Die Grundlagenforschung zur Mistel erbrachte in den letzten Jahren umfangreiche Daten zu ihrer Wirkung und Wirksamkeit. Analysen der Inhaltsstoffe zeigen zytotoxisch und immunmodulierend wirkende Mistellektine und Viscotoxine. Polysaccharide und Membranlipide der Mistel weisen immunmodulierende und –stimulierende Effekte auf. Ferner zeigt sich ein deutlich überadditiver Effekt des Mistelgesamtextraktes gegenüber seinen Einzelkomponenten. Insgesamt stellt der Mistelgesamtextrakt ein Substanzgemisch aus mehr als 1000 Einzelkomponenten dar, deren Hauptkomponenten wesentliche antitumoröse und gleichzeitig roborierende und stimulierende Effekte für den Organismus besitzen [Übersicht bei ( 4 )].

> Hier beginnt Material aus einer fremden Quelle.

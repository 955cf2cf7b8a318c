//! Read-only health probes, one per health dimension
//!
//! A probe answers a single yes/no question about the host and never changes
//! it. `Ok(false)` means "not healthy (yet)" and drives polling; `Err` means
//! the question itself could not be answered.

use enforcer_fs::FileSystem;
use enforcer_sys::{CommandRunner, Elevation, ProcessTable, ServiceState, StartType};

use crate::error::{Error, Result};
use crate::session::ServiceSession;
use crate::target::{CliCommands, TargetDescriptor};

/// A read-only health predicate
pub trait Probe {
    fn probe(&self) -> Result<bool>;
}

impl<F> Probe for F
where
    F: Fn() -> Result<bool>,
{
    fn probe(&self) -> Result<bool> {
        self()
    }
}

/// Whether the current process runs with administrator rights
pub struct PrivilegeProbe<'a> {
    elevation: &'a dyn Elevation,
}

impl<'a> PrivilegeProbe<'a> {
    pub fn new(elevation: &'a dyn Elevation) -> Self {
        Self { elevation }
    }
}

impl Probe for PrivilegeProbe<'_> {
    fn probe(&self) -> Result<bool> {
        Ok(self.elevation.is_elevated())
    }
}

/// Whether the install directory and both executables exist
pub struct InstallationProbe<'a> {
    fs: &'a dyn FileSystem,
    target: &'a TargetDescriptor,
}

impl<'a> InstallationProbe<'a> {
    pub fn new(fs: &'a dyn FileSystem, target: &'a TargetDescriptor) -> Self {
        Self { fs, target }
    }
}

impl Probe for InstallationProbe<'_> {
    fn probe(&self) -> Result<bool> {
        if !self.fs.dir_exists(&self.target.install_dir)? {
            tracing::debug!(dir = %self.target.install_dir.display(), "Install directory missing");
            return Ok(false);
        }
        for path in [self.target.gui_path(), self.target.service_path()] {
            if !self.fs.file_exists(&path)? {
                tracing::debug!(path = %path.display(), "Executable missing");
                return Ok(false);
            }
        }
        Ok(true)
    }
}

/// Whether the service's persisted start type is automatic
pub struct ServiceAutoStartProbe<'a> {
    session: &'a ServiceSession<'a>,
}

impl<'a> ServiceAutoStartProbe<'a> {
    pub fn new(session: &'a ServiceSession<'a>) -> Self {
        Self { session }
    }
}

impl Probe for ServiceAutoStartProbe<'_> {
    fn probe(&self) -> Result<bool> {
        self.session.with(|service| {
            let config = service.config()?;
            tracing::trace!(
                service = service.name(),
                start_type = %config.start_type,
                "Queried start type"
            );
            Ok(config.start_type == StartType::Automatic)
        })
    }
}

/// Whether the service is currently running
pub struct ServiceRunningProbe<'a> {
    session: &'a ServiceSession<'a>,
}

impl<'a> ServiceRunningProbe<'a> {
    pub fn new(session: &'a ServiceSession<'a>) -> Self {
        Self { session }
    }
}

impl Probe for ServiceRunningProbe<'_> {
    fn probe(&self) -> Result<bool> {
        self.session.with(|service| {
            let state = service.query()?;
            tracing::trace!(service = service.name(), %state, "Queried service state");
            Ok(state == ServiceState::Running)
        })
    }
}

/// Whether a process with the given image name exists (exact match)
pub struct ProcessRunningProbe<'a> {
    processes: &'a dyn ProcessTable,
    image_name: &'a str,
}

impl<'a> ProcessRunningProbe<'a> {
    pub fn new(processes: &'a dyn ProcessTable, image_name: &'a str) -> Self {
        Self {
            processes,
            image_name,
        }
    }
}

impl Probe for ProcessRunningProbe<'_> {
    fn probe(&self) -> Result<bool> {
        Ok(self.processes.find_by_name(self.image_name)?)
    }
}

/// Whether the dependency's status command reports a connected state
///
/// A non-zero exit, non-UTF-8 output or empty output is an error rather than
/// an unhealthy answer. The marker match is case-sensitive, so a status of
/// `Disconnected` does not count as connected.
pub struct ConnectivityProbe<'a> {
    runner: &'a dyn CommandRunner,
    cli: &'a CliCommands,
}

impl<'a> ConnectivityProbe<'a> {
    pub fn new(runner: &'a dyn CommandRunner, cli: &'a CliCommands) -> Self {
        Self { runner, cli }
    }
}

impl Probe for ConnectivityProbe<'_> {
    fn probe(&self) -> Result<bool> {
        let program = self.cli.program.as_str();
        let args: Vec<&str> = self.cli.status_args.iter().map(String::as_str).collect();

        let output = self.runner.run(program, &args)?.check(program)?;
        let text = output.stdout_text(program)?;
        if text.trim().is_empty() {
            return Err(Error::UnexpectedOutput {
                program: program.to_string(),
                message: "status command printed nothing".to_string(),
            });
        }

        tracing::trace!(status = text.trim(), "Queried connection status");
        Ok(text.contains(&self.cli.connected_marker))
    }
}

Die Datenlage zur Misteltherapie
Klinische Daten zum Einsatz von Mistelgesamtextrakten liegen für verschiedenen Tumorentitäten vor. Dabei handelt es sich häufig um retrospektive und nur wenige prospektive Studien sowie Kohortenstudien. Ein systematisches Review über 24 prospektive Studien, von denen 17 Studien randomisiert waren, und über 38 Kohortenstudien kommt zu einer positiven Beurteilung der Wirksamkeit der Mistel bzgl. einer signifikanten Lebensverlängerung (9 Studien) und einer Verbesserung der Lebensqualität (3 Studien). Keine Studie zeigte ein signifikant negatives Ergebnis und nur eine Studie wies einen negativen Trend bzgl. des Surrogatmarkers „krankheitsfreies Überleben“ auf. Eine in 2003 publizierte prospektive, multizentrisch, randomisierte und kontrollierte Studie von Piao et al. zeigte einen signifikanten positiven Effekt auf die Lebensqualität und die Reduktion von unerwünschten Wirkungen bei Standardchemotherapie, wenn die Mistel adjuvant zu einer Chemotherapie bei Mamma-, Ovarial- oder nicht-kleinzelligen Bronchialkarzinom s.c. appliziert wurde ( 5 ).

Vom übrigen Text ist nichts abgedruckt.